### EXERCISE DESCRIPTION
Please return every line of the records below that contains the word "login".

### MATERIAL TO PROCESS
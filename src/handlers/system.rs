use actix_web::HttpResponse;
use serde::Serialize;
use serde_json::json;

const SERVICE_NAME: &str = "odyssey-api";
const VERSION: &str = env!("CARGO_PKG_VERSION");

#[derive(Serialize)]
struct RouteDoc {
    method: &'static str,
    path: &'static str,
    auth: bool,
    summary: &'static str,
}

const ROUTES: &[RouteDoc] = &[
    RouteDoc { method: "GET", path: "/health", auth: false, summary: "Health check" },
    RouteDoc { method: "GET", path: "/metrics", auth: false, summary: "Prometheus metrics" },
    RouteDoc { method: "POST", path: "/api/v1/auth/register", auth: false, summary: "Create an account and return a token" },
    RouteDoc { method: "POST", path: "/api/v1/auth/login", auth: false, summary: "Exchange credentials for a token" },
    RouteDoc { method: "GET", path: "/api/v1/auth/me", auth: true, summary: "Current user" },
    RouteDoc { method: "GET", path: "/api/v1/trips", auth: true, summary: "List trips (page, page_size, status)" },
    RouteDoc { method: "POST", path: "/api/v1/trips", auth: true, summary: "Create a trip" },
    RouteDoc { method: "GET", path: "/api/v1/trips/{trip_id}", auth: true, summary: "Get a trip" },
    RouteDoc { method: "PATCH", path: "/api/v1/trips/{trip_id}", auth: true, summary: "Update a trip" },
    RouteDoc { method: "DELETE", path: "/api/v1/trips/{trip_id}", auth: true, summary: "Delete a trip with everything attached to it" },
    RouteDoc { method: "GET", path: "/api/v1/activities", auth: true, summary: "List a trip's activities (trip_id)" },
    RouteDoc { method: "POST", path: "/api/v1/activities", auth: true, summary: "Create an activity" },
    RouteDoc { method: "PUT", path: "/api/v1/activities/reorder", auth: true, summary: "Bulk update sort order (trip_id)" },
    RouteDoc { method: "GET", path: "/api/v1/activities/{activity_id}", auth: true, summary: "Get an activity" },
    RouteDoc { method: "PATCH", path: "/api/v1/activities/{activity_id}", auth: true, summary: "Update an activity" },
    RouteDoc { method: "DELETE", path: "/api/v1/activities/{activity_id}", auth: true, summary: "Delete an activity" },
    RouteDoc { method: "GET", path: "/api/v1/memories", auth: true, summary: "List a trip's memories (trip_id)" },
    RouteDoc { method: "POST", path: "/api/v1/memories", auth: true, summary: "Upload a photo memory (multipart)" },
    RouteDoc { method: "GET", path: "/api/v1/memories/{memory_id}", auth: true, summary: "Get a memory" },
    RouteDoc { method: "DELETE", path: "/api/v1/memories/{memory_id}", auth: true, summary: "Delete a memory" },
    RouteDoc { method: "GET", path: "/api/v1/expenses", auth: true, summary: "List a trip's expenses (trip_id, category)" },
    RouteDoc { method: "POST", path: "/api/v1/expenses", auth: true, summary: "Record an expense" },
    RouteDoc { method: "GET", path: "/api/v1/expenses/summary", auth: true, summary: "Spending by category and currency (trip_id)" },
    RouteDoc { method: "GET", path: "/api/v1/expenses/{expense_id}", auth: true, summary: "Get an expense" },
    RouteDoc { method: "PATCH", path: "/api/v1/expenses/{expense_id}", auth: true, summary: "Update an expense" },
    RouteDoc { method: "DELETE", path: "/api/v1/expenses/{expense_id}", auth: true, summary: "Delete an expense" },
    RouteDoc { method: "GET", path: "/api/v1/packing", auth: true, summary: "List a trip's packing items (trip_id, category)" },
    RouteDoc { method: "POST", path: "/api/v1/packing", auth: true, summary: "Add a packing item" },
    RouteDoc { method: "GET", path: "/api/v1/packing/progress", auth: true, summary: "Packed share overall and per category (trip_id)" },
    RouteDoc { method: "POST", path: "/api/v1/packing/bulk-toggle", auth: true, summary: "Set is_packed on several items (trip_id)" },
    RouteDoc { method: "PUT", path: "/api/v1/packing/reorder", auth: true, summary: "Bulk update sort order (trip_id)" },
    RouteDoc { method: "GET", path: "/api/v1/packing/{item_id}", auth: true, summary: "Get a packing item" },
    RouteDoc { method: "PATCH", path: "/api/v1/packing/{item_id}", auth: true, summary: "Update a packing item" },
    RouteDoc { method: "DELETE", path: "/api/v1/packing/{item_id}", auth: true, summary: "Delete a packing item" },
    RouteDoc { method: "POST", path: "/api/v1/packing/{item_id}/toggle", auth: true, summary: "Flip is_packed" },
    RouteDoc { method: "GET", path: "/api/v1/statistics", auth: true, summary: "Lifetime travel statistics" },
    RouteDoc { method: "GET", path: "/api/v1/statistics/year-in-review", auth: true, summary: "One year's trips and spending (year)" },
    RouteDoc { method: "GET", path: "/api/v1/statistics/timeline", auth: true, summary: "Trips by start date with counts (limit, offset)" },
    RouteDoc { method: "POST", path: "/api/v1/seed/demo-data", auth: true, summary: "Generate sample trips" },
];

// GET /health
pub async fn health() -> HttpResponse {
    HttpResponse::Ok().json(json!({
        "status": "healthy",
        "service": SERVICE_NAME,
        "version": VERSION,
    }))
}

// GET /
pub async fn root() -> HttpResponse {
    HttpResponse::Ok().json(json!({
        "message": "Welcome to Odyssey API",
        "version": VERSION,
        "docs": "/docs",
        "health": "/health",
    }))
}

// GET /docs
pub async fn docs() -> HttpResponse {
    HttpResponse::Ok().json(json!({
        "service": SERVICE_NAME,
        "version": VERSION,
        "auth": "Bearer token from /api/v1/auth/login or /api/v1/auth/register",
        "routes": ROUTES,
    }))
}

### SOLUTION TO THE PROBLEM
    RouteDoc { method: "POST", path: "/api/v1/auth/login", auth: false, summary: "Exchange credentials for a token" },
        "auth": "Bearer token from /api/v1/auth/login or /api/v1/auth/register",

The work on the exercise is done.